▶ [EXTRACTED INFORMATION]:
----
//! Store failure translation
//!
//! Every store failure passes through an [`ErrorTranslator`] before it
//! reaches the caller, so nothing store-specific leaks past the template.

use kvmap_client::{ClientError, ResultCode};
use kvmap_common::{Error, StoreKey};

/// Maps store failures onto the store-agnostic taxonomy
pub trait ErrorTranslator: Send + Sync {
    /// Translate `err`, raised while operating on `key` (if any)
    fn translate(&self, err: ClientError, key: Option<&StoreKey>) -> Error;
}

/// Code-based translation with no state
#[derive(Clone, Copy, Debug, Default)]
pub struct DefaultErrorTranslator;

impl ErrorTranslator for DefaultErrorTranslator {
    fn translate(&self, err: ClientError, key: Option<&StoreKey>) -> Error {
        let key = key.map_or_else(|| "-".to_string(), ToString::to_string);
        match err.code {
            ResultCode::KeyExists => Error::DuplicateKey { key },
            ResultCode::KeyNotFound => Error::KeyNotFound { key },
            ResultCode::GenerationError => Error::OptimisticLock {
                key,
                message: err.message,
            },
            ResultCode::Timeout => Error::Timeout,
            // Unknown codes keep the original code for diagnostics
            code => Error::store(code.code(), err.message),
        }
    }
}
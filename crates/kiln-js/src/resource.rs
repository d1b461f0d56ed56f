//! Site resources: the values flowing into and out of a JS build.

use std::borrow::Cow;
use std::fmt;
use std::path::Path;
use std::sync::Arc;

use crate::assets::AssetFs;
use crate::{Error, Result};

/// Media type of a resource, inferred from its file extension.
#[derive(Debug, Clone, PartialEq, Eq, Hash)]
pub enum MediaType {
    JavaScript,
    TypeScript,
    Jsx,
    Tsx,
    Css,
    Json,
    SourceMap,
    Other(String),
}

impl MediaType {
    /// Infers the media type from a path's extension.
    pub fn from_path(path: &str) -> Self {
        match Path::new(path).extension().and_then(|e| e.to_str()) {
            Some("js" | "mjs" | "cjs") => MediaType::JavaScript,
            Some("ts" | "mts" | "cts") => MediaType::TypeScript,
            Some("jsx") => MediaType::Jsx,
            Some("tsx") => MediaType::Tsx,
            Some("css") => MediaType::Css,
            Some("json") => MediaType::Json,
            Some("map") => MediaType::SourceMap,
            Some(other) => MediaType::Other(other.to_string()),
            None => MediaType::Other(String::new()),
        }
    }

    /// The media type of an entry output, which can only be a script or a
    /// stylesheet.
    pub fn for_entry_output(path: &str) -> Option<Self> {
        match path.rsplit_once('.').map(|(_, ext)| ext) {
            Some("js") => Some(MediaType::JavaScript),
            Some("css") => Some(MediaType::Css),
            _ => None,
        }
    }

    pub fn mime(&self) -> &str {
        match self {
            MediaType::JavaScript => "text/javascript",
            MediaType::TypeScript => "text/typescript",
            MediaType::Jsx => "text/jsx",
            MediaType::Tsx => "text/tsx",
            MediaType::Css => "text/css",
            MediaType::Json => "application/json",
            MediaType::SourceMap => "application/json",
            MediaType::Other(_) => "application/octet-stream",
        }
    }
}

impl fmt::Display for MediaType {
    fn fmt(&self, f: &mut fmt::Formatter<'_>) -> fmt::Result {
        f.write_str(self.mime())
    }
}

#[derive(Debug)]
struct ResourceInner {
    name: String,
    target_path: String,
    media_type: MediaType,
    content: Vec<u8>,
}

/// An addressable piece of site content.
///
/// `name` is the logical, slash-separated path the resource is known by in the
/// asset tree. `target_path` is where it is published. Cloning is cheap.
#[derive(Debug, Clone)]
pub struct Resource {
    inner: Arc<ResourceInner>,
}

impl Resource {
    /// Creates a resource whose target path equals its name and whose media
    /// type is inferred from the name.
    pub fn new(name: impl Into<String>, content: impl Into<Vec<u8>>) -> Self {
        let name = name.into();
        let media_type = MediaType::from_path(&name);
        Self::with_media_type(name, content, media_type)
    }

    pub fn with_media_type(
        name: impl Into<String>,
        content: impl Into<Vec<u8>>,
        media_type: MediaType,
    ) -> Self {
        let name = name.into();
        Self {
            inner: Arc::new(ResourceInner {
                target_path: name.clone(),
                name,
                media_type,
                content: content.into(),
            }),
        }
    }

    /// Reads a resource from the asset tree by its logical name.
    pub fn from_asset(fs: &dyn AssetFs, name: &str) -> Result<Self> {
        let meta = fs
            .stat(name)
            .filter(|meta| !meta.is_dir)
            .ok_or_else(|| Error::ResourceNotFound(name.to_string()))?;
        let content = fs.read(&meta)?;
        Ok(Self::new(meta.name, content))
    }

    /// Returns a copy published at a different path.
    pub fn with_target_path(&self, target_path: impl Into<String>) -> Self {
        Self {
            inner: Arc::new(ResourceInner {
                name: self.inner.name.clone(),
                target_path: target_path.into(),
                media_type: self.inner.media_type.clone(),
                content: self.inner.content.clone(),
            }),
        }
    }

    pub fn name(&self) -> &str {
        &self.inner.name
    }

    pub fn target_path(&self) -> &str {
        &self.inner.target_path
    }

    pub fn media_type(&self) -> &MediaType {
        &self.inner.media_type
    }

    pub fn content(&self) -> &[u8] {
        &self.inner.content
    }

    pub fn content_str(&self) -> Cow<'_, str> {
        String::from_utf8_lossy(&self.inner.content)
    }

    /// Logical directory of the resource, `""` at the asset root.
    pub fn dir(&self) -> &str {
        self.inner
            .name
            .rsplit_once('/')
            .map(|(dir, _)| dir)
            .unwrap_or("")
    }
}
----
▶ [EXERCISE OBJECTIVE]: Your reply must be one number: the count of lines in the records above that contain the string "tree".

▶ [SOLUTION TO THIS TASK]: 2